Aaron Cook

Personal information
- Date of birth: 6 December 1979
- Place of birth: Caerphilly, Wales
- Date of death: 4 June 2026 (aged 46)
- Place of death: Bishop's Waltham, Hampshire, England
- Height: 6 ft 1 in (1.85 m)
- Position: Centre-back

Senior career*
- Years: Team / Apps / (Gls)
- 1998–1999: Portsmouth / 1 / (0)
- 1999: → Crystal Palace (loan) / 0 / (0)
- 1999–2002: Havant & Waterlooville / 73 / (0)
- 2002–2004: Bashley / 72 / (7)
- 2004–2008: Salisbury City / 181 / (8)
- 2008–2009: → Newport County (loan) / 2 / (0)
- 2009–2010: Eastleigh / 20 / (0)
- 2010–2013: Gosport Borough / 107 / (4)
- 2013–2015: Bemerton Heath Harlequins / 78 / (2)
- Moneyfields
- AFC Portchester

International career
- 2003–2011: Isle of Wight / 9 / (1)

= Aaron Cook (footballer) =

Welsh footballer (1979–2026)

Aaron Cook (6 December 1979 – 4 June 2026) was a Welsh semi-professional footballer who played as a centre-back.

== Club career ==
Cook started his career at Portsmouth. He made one appearance, starting in a 1–0 home win over Stockport County on 17 February 1998, before he moved on loan to Crystal Palace.

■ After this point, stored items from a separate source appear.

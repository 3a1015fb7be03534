pub mod codec;
mod declaration;
pub use declaration::*;
mod return_type;
pub use return_type::*;
mod macros;
pub use macros::*;

// Re-exported so generated code only has to name this crate.
pub use bitcode;
use ipclink::rpc::{RpcRequest, RpcResponse, RpcResultStatus};
use rand::Rng;

fn sample_request(rpc_call_id: u32) -> RpcRequest {
    RpcRequest {
        rpc_call_id,
        rpc_method_id: 0xABCD_ABCD_ABCD_ABCD,
        rpc_method_signature: "example.Greeter.ping()".to_string(),
        rpc_param_bytes: vec![],
    }
}

#[test]
fn response_for_request_carries_call_id() {
    let request = sample_request(42);
    let response = RpcResponse::for_request(&request, RpcResultStatus::Success, b"pong".to_vec());

    assert_eq!(response.rpc_call_id, 42);
    assert!(response.is_success());
    assert_eq!(response.rpc_payload_bytes, b"pong");
}

#[test]
fn failure_response_is_not_success() {
    let response = RpcResponse::failure(7, RpcResultStatus::Fail, b"boom".to_vec());
    assert!(!response.is_success());
    assert_eq!(response.rpc_result_status, RpcResultStatus::Fail);
}

#[test]
fn result_status_byte_conversion() {
    for status in [
        RpcResultStatus::Success,
        RpcResultStatus::Fail,
        RpcResultStatus::SystemError,
        RpcResultStatus::MethodNotFound,
    ] {
        assert_eq!(RpcResultStatus::try_from(status.value()).unwrap(), status);
    }

    let mut rng = rand::rng();
    for _ in 0..100 {
        let byte: u8 = rng.random_range(4..=u8::MAX);
        assert!(RpcResultStatus::try_from(byte).is_err());
    }
}
use example_ipclink_service_definition::{
    GREET_METHOD_ID, GreeterPeer, NOTIFY_METHOD_ID, ON_PROGRESS_METHOD_ID, ON_PROGRESS_SIGNATURE,
};
use ipclink::rpc::RpcRequest;
use ipclink::utils::increment_u32_id;
use ipclink_rpc_service::codec;
use ipclink_rpc_service_caller::{RpcTransport, SendOutcome, ServiceDescriptor, TransportEvents};
use std::io;
use std::sync::{Mutex, PoisonError};
use std::time::Duration;
use tokio::runtime::Handle;
use tokio::sync::mpsc::{UnboundedSender, unbounded_channel};
use tokio::task::JoinHandle;

/// In-process transport that hands every request to a [`GreeterPeer`]
/// running on a tokio task and delivers its responses asynchronously.
pub struct LoopbackTransport {
    peer: GreeterPeer,
    runtime: Handle,
    latency: Duration,
    link: Mutex<Option<Link>>,
}

struct Link {
    tx: UnboundedSender<RpcRequest>,
    task: JoinHandle<()>,
}

impl LoopbackTransport {
    pub fn new(peer: GreeterPeer, runtime: Handle) -> Self {
        Self {
            peer,
            runtime,
            latency: Duration::from_millis(10),
            link: Mutex::new(None),
        }
    }

    pub fn with_latency(mut self, latency: Duration) -> Self {
        self.latency = latency;
        self
    }
}

impl RpcTransport for LoopbackTransport {
    fn bind(&self, service: &ServiceDescriptor, events: TransportEvents) -> Result<(), io::Error> {
        let mut link = self.link.lock().unwrap_or_else(PoisonError::into_inner);
        if link.is_some() {
            return Err(io::Error::new(
                io::ErrorKind::AlreadyExists,
                format!("already bound to {}", service),
            ));
        }

        let (tx, mut rx) = unbounded_channel::<RpcRequest>();
        let peer = self.peer.clone();
        let latency = self.latency;
        let task_events = events.clone();

        let task = self.runtime.spawn(async move {
            while let Some(request) = rx.recv().await {
                let peer = peer.clone();
                let events = task_events.clone();

                tokio::spawn(async move {
                    tokio::time::sleep(latency).await;

                    // Report progress back to the client before answering.
                    if request.rpc_method_id == GREET_METHOD_ID {
                        let ack = events.callback(RpcRequest {
                            rpc_call_id: increment_u32_id(),
                            rpc_method_id: ON_PROGRESS_METHOD_ID,
                            rpc_method_signature: ON_PROGRESS_SIGNATURE.to_string(),
                            rpc_param_bytes: codec::encode(&(1u32, 1u32)),
                        });
                        tracing::debug!("Progress callback answered with {:?}", ack.rpc_result_status);
                    }

                    let one_way = request.rpc_method_id == NOTIFY_METHOD_ID;
                    let response = peer.handle(request);

                    // Nobody waits on a notification.
                    if !one_way {
                        events.response(response);
                    }
                });
            }
        });

        *link = Some(Link { tx, task });
        drop(link);

        tracing::info!("Loopback bound to {}", service);
        events.connected();
        Ok(())
    }

    fn unbind(&self) -> Result<(), io::Error> {
        let link = self
            .link
            .lock()
            .unwrap_or_else(PoisonError::into_inner)
            .take();

        if let Some(link) = link {
            drop(link.tx);
            link.task.abort();
        }

        Ok(())
    }

    fn send(&self, request: RpcRequest) -> Result<SendOutcome, io::Error> {
        let link = self.link.lock().unwrap_or_else(PoisonError::into_inner);

        let Some(link) = link.as_ref() else {
            return Err(io::Error::new(io::ErrorKind::NotConnected, "loopback not bound"));
        };

        link.tx
            .send(request)
            .map_err(|_| io::Error::new(io::ErrorKind::BrokenPipe, "loopback peer stopped"))?;

        Ok(SendOutcome::Pending)
    }
}
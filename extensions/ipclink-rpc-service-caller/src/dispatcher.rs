use crate::constants::DEFAULT_MAX_PENDING_CALLS;
use crate::{RemoteCall, RpcCallerError, RpcTransportState};
use ipclink::rpc::RpcResponse;
use ipclink::utils::increment_u32_id;
use std::collections::HashMap;
use std::sync::{Mutex, MutexGuard, PoisonError};

/// Registry of in-flight calls keyed by call id.
///
/// Transport state and the registry share one lock, so a registration racing
/// a disconnect either observes `Disconnected` and fails fast, or lands in the
/// map before the drain and is failed by it.
pub struct Dispatcher {
    inner: Mutex<DispatcherInner>,
    max_pending_calls: usize,
}

struct DispatcherInner {
    state: RpcTransportState,
    pending: HashMap<u32, RemoteCall>,
}

impl Default for Dispatcher {
    fn default() -> Self {
        Self::new(DEFAULT_MAX_PENDING_CALLS)
    }
}

impl Dispatcher {
    /// Creates a dispatcher in the `Disconnected` state.
    pub fn new(max_pending_calls: usize) -> Self {
        Self {
            inner: Mutex::new(DispatcherInner {
                state: RpcTransportState::Disconnected,
                pending: HashMap::new(),
            }),
            max_pending_calls,
        }
    }

    fn lock(&self) -> MutexGuard<'_, DispatcherInner> {
        self.inner.lock().unwrap_or_else(PoisonError::into_inner)
    }

    pub fn state(&self) -> RpcTransportState {
        self.lock().state
    }

    /// Allocates a call id that no pending call currently uses.
    pub fn next_call_id(&self) -> u32 {
        let inner = self.lock();
        loop {
            let id = increment_u32_id();
            if !inner.pending.contains_key(&id) {
                return id;
            }
        }
    }

    pub fn register(&self, call: &RemoteCall) -> Result<(), RpcCallerError> {
        let mut inner = self.lock();

        if inner.state == RpcTransportState::Disconnected {
            return Err(RpcCallerError::NotConnected);
        }

        if inner.pending.len() >= self.max_pending_calls {
            tracing::warn!(
                "Refusing call {}: {} calls already pending",
                call.call_id(),
                inner.pending.len()
            );
            return Err(RpcCallerError::TooManyPendingCalls {
                limit: self.max_pending_calls,
            });
        }

        let call_id = call.call_id();
        if inner.pending.contains_key(&call_id) {
            return Err(RpcCallerError::CallIdInUse { call_id });
        }

        inner.pending.insert(call_id, call.clone());
        tracing::trace!("Registered call {} ({} pending)", call_id, inner.pending.len());

        Ok(())
    }

    /// Removes a call without resolving it.
    pub fn unregister(&self, call_id: u32) -> Option<RemoteCall> {
        self.lock().pending.remove(&call_id)
    }

    /// Delivers a response to the call it answers.
    ///
    /// Returns `false` if no call with that id is pending; the response is
    /// logged and dropped, since its call may already have failed or been
    /// cancelled locally.
    pub fn on_response(&self, response: RpcResponse) -> bool {
        let call = self.lock().pending.remove(&response.rpc_call_id);

        match call {
            Some(call) => {
                call.on_complete(response);
                true
            }
            None => {
                tracing::warn!(
                    "Dropping response for unknown call {} ({:?})",
                    response.rpc_call_id,
                    response.rpc_result_status
                );
                false
            }
        }
    }

    /// Marks the transport connected. Returns `true` if the state changed.
    pub fn on_connected(&self) -> bool {
        let mut inner = self.lock();

        if !inner.pending.is_empty() {
            tracing::warn!(
                "Connected with {} calls still registered",
                inner.pending.len()
            );
        }

        let changed = inner.state != RpcTransportState::Connected;
        inner.state = RpcTransportState::Connected;
        changed
    }

    /// Marks the transport disconnected and fails every pending call with
    /// [`RpcCallerError::ConnectionLost`]. Returns `true` if the state changed.
    pub fn on_disconnected(&self) -> bool {
        let (changed, drained) = {
            let mut inner = self.lock();
            let changed = inner.state != RpcTransportState::Disconnected;
            inner.state = RpcTransportState::Disconnected;
            let drained: Vec<RemoteCall> = inner.pending.drain().map(|(_, call)| call).collect();
            (changed, drained)
        };

        if !drained.is_empty() {
            tracing::info!("Transport disconnected; failing {} pending calls", drained.len());
        }

        for call in drained {
            call.on_failure(RpcCallerError::ConnectionLost);
        }

        changed
    }

    pub fn pending_len(&self) -> usize {
        self.lock().pending.len()
    }

    pub fn is_pending(&self, call_id: u32) -> bool {
        self.lock().pending.contains_key(&call_id)
    }

    pub fn pending_call_ids(&self) -> Vec<u32> {
        let mut ids: Vec<u32> = self.lock().pending.keys().copied().collect();
        ids.sort_unstable();
        ids
    }
}
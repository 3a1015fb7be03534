mod rpc_request_response;
mod rpc_result_status;

pub use rpc_request_response::{RpcRequest, RpcResponse};
pub use rpc_result_status::RpcResultStatus;
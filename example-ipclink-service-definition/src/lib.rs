mod greeter;
pub use greeter::*;
mod greeter_peer;
pub use greeter_peer::*;
mod progress_listener;
pub use progress_listener::*;
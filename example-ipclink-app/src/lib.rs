mod loopback_transport;
pub use loopback_transport::LoopbackTransport;
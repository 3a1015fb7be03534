use ipclink_rpc_service::rpc_method_id;

/// Callback the peer invokes on the client while it works.
///
/// Arguments are `(step, total)` and the handler answers with an
/// acknowledgement string.
pub const ON_PROGRESS_METHOD_ID: u64 = rpc_method_id!("example.ProgressListener.on_progress");

pub const ON_PROGRESS_SIGNATURE: &str = "example.ProgressListener.on_progress(step, total)";
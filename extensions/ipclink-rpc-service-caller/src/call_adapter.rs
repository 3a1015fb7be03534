mod default_call_adapter;
mod future_call_adapter;
mod oneway_call_adapter;
mod stream_call_adapter;

pub use default_call_adapter::{BlockingCallAdapter, DefaultCallAdapterFactory};
pub use future_call_adapter::{FutureCallAdapter, FutureCallAdapterFactory};
pub use oneway_call_adapter::{OneWayCallAdapter, OneWayCallAdapterFactory};
pub use stream_call_adapter::{StreamCallAdapter, StreamCallAdapterFactory};

use crate::{RemoteCall, RpcCallerError};
use ipclink_rpc_service::ReturnType;
use std::any::Any;
use std::sync::Arc;

/// A call adapter's output, converted to the declared return type by
/// [`RpcReturn::from_adapted`](crate::RpcReturn::from_adapted).
pub type Adapted = Box<dyn Any + Send>;

/// Turns a not-yet-started [`RemoteCall`] into the value a declared method
/// returns.
///
/// One adapter instance serves every call of every method it was resolved
/// for, possibly concurrently.
pub trait CallAdapter: Send + Sync {
    fn adapt(&self, call: RemoteCall) -> Result<Adapted, RpcCallerError>;
}

/// Produces a [`CallAdapter`] for return types it understands.
pub trait CallAdapterFactory: Send + Sync {
    /// Returns `None` if this factory does not handle `return_type`.
    fn get(
        &self,
        return_type: &ReturnType,
        tags: &[&'static str],
    ) -> Option<Arc<dyn CallAdapter>>;
}

/// Ordered chain of factories, with [`DefaultCallAdapterFactory`] as the
/// implicit last resort.
#[derive(Clone, Default)]
pub struct CallAdapterRegistry {
    factories: Vec<Arc<dyn CallAdapterFactory>>,
}

impl CallAdapterRegistry {
    pub fn new() -> Self {
        Self::default()
    }

    pub fn add_factory(&mut self, factory: Arc<dyn CallAdapterFactory>) {
        self.factories.push(factory);
    }

    pub fn len(&self) -> usize {
        self.factories.len()
    }

    pub fn is_empty(&self) -> bool {
        self.factories.is_empty()
    }

    /// First registered factory that matches wins; the default blocking
    /// adapter is tried last.
    pub fn resolve(
        &self,
        return_type: &ReturnType,
        tags: &[&'static str],
    ) -> Result<Arc<dyn CallAdapter>, RpcCallerError> {
        self.factories
            .iter()
            .find_map(|factory| factory.get(return_type, tags))
            .or_else(|| DefaultCallAdapterFactory.get(return_type, tags))
            .ok_or_else(|| {
                RpcCallerError::Configuration(format!(
                    "no call adapter registered for `{}` ({:?})",
                    return_type,
                    return_type.shape()
                ))
            })
    }
}
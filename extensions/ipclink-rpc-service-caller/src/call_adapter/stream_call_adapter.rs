use crate::{Adapted, CallAdapter, CallAdapterFactory, RemoteCall, RpcCallerError};
use ipclink_rpc_service::{ReturnShape, ReturnType};
use std::sync::Arc;

/// Sends the call and hands back its pending result for an
/// [`RpcStream`](crate::RpcStream).
pub struct StreamCallAdapter;

impl CallAdapter for StreamCallAdapter {
    fn adapt(&self, call: RemoteCall) -> Result<Adapted, RpcCallerError> {
        call.start()?;
        Ok(Box::new(call.pending_result()))
    }
}

#[derive(Default)]
pub struct StreamCallAdapterFactory;

impl CallAdapterFactory for StreamCallAdapterFactory {
    fn get(
        &self,
        return_type: &ReturnType,
        _tags: &[&'static str],
    ) -> Option<Arc<dyn CallAdapter>> {
        (return_type.shape() == ReturnShape::Stream)
            .then(|| Arc::new(StreamCallAdapter) as Arc<dyn CallAdapter>)
    }
}
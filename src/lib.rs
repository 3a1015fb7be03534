pub mod rpc;
pub mod utils;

In November 2008 he joined Newport County from Salisbury City initially on loan.

He was named in the Conference South All Stars team for the 2008–09 season, in June 2009, as voted for by the managers of Conference South teams.

In October 2009 he joined Eastleigh at a time for the Spitfires when Southampton were in negotiations with Eastleigh regarding Aaron Martin's move from the Silverlake Stadium (which went through in early November).

Cook made a positive start in his Eastleigh debut and helped the defence keep a clean sheet against Hampton & Richmond Borough on Tuesday 27 October 2009.

He joined Gosport Borough in July 2010, and was an ever-present in his first season as his new club finished 13th in the Southern League Division One South & West.

Cook also played for Moneyfields and AFC Portchester.

== International career ==
Cook was a member of the Isle of Wight national football team.

== Death ==
Cook died from oesophageal cancer on 4 June 2026, at the age of 46.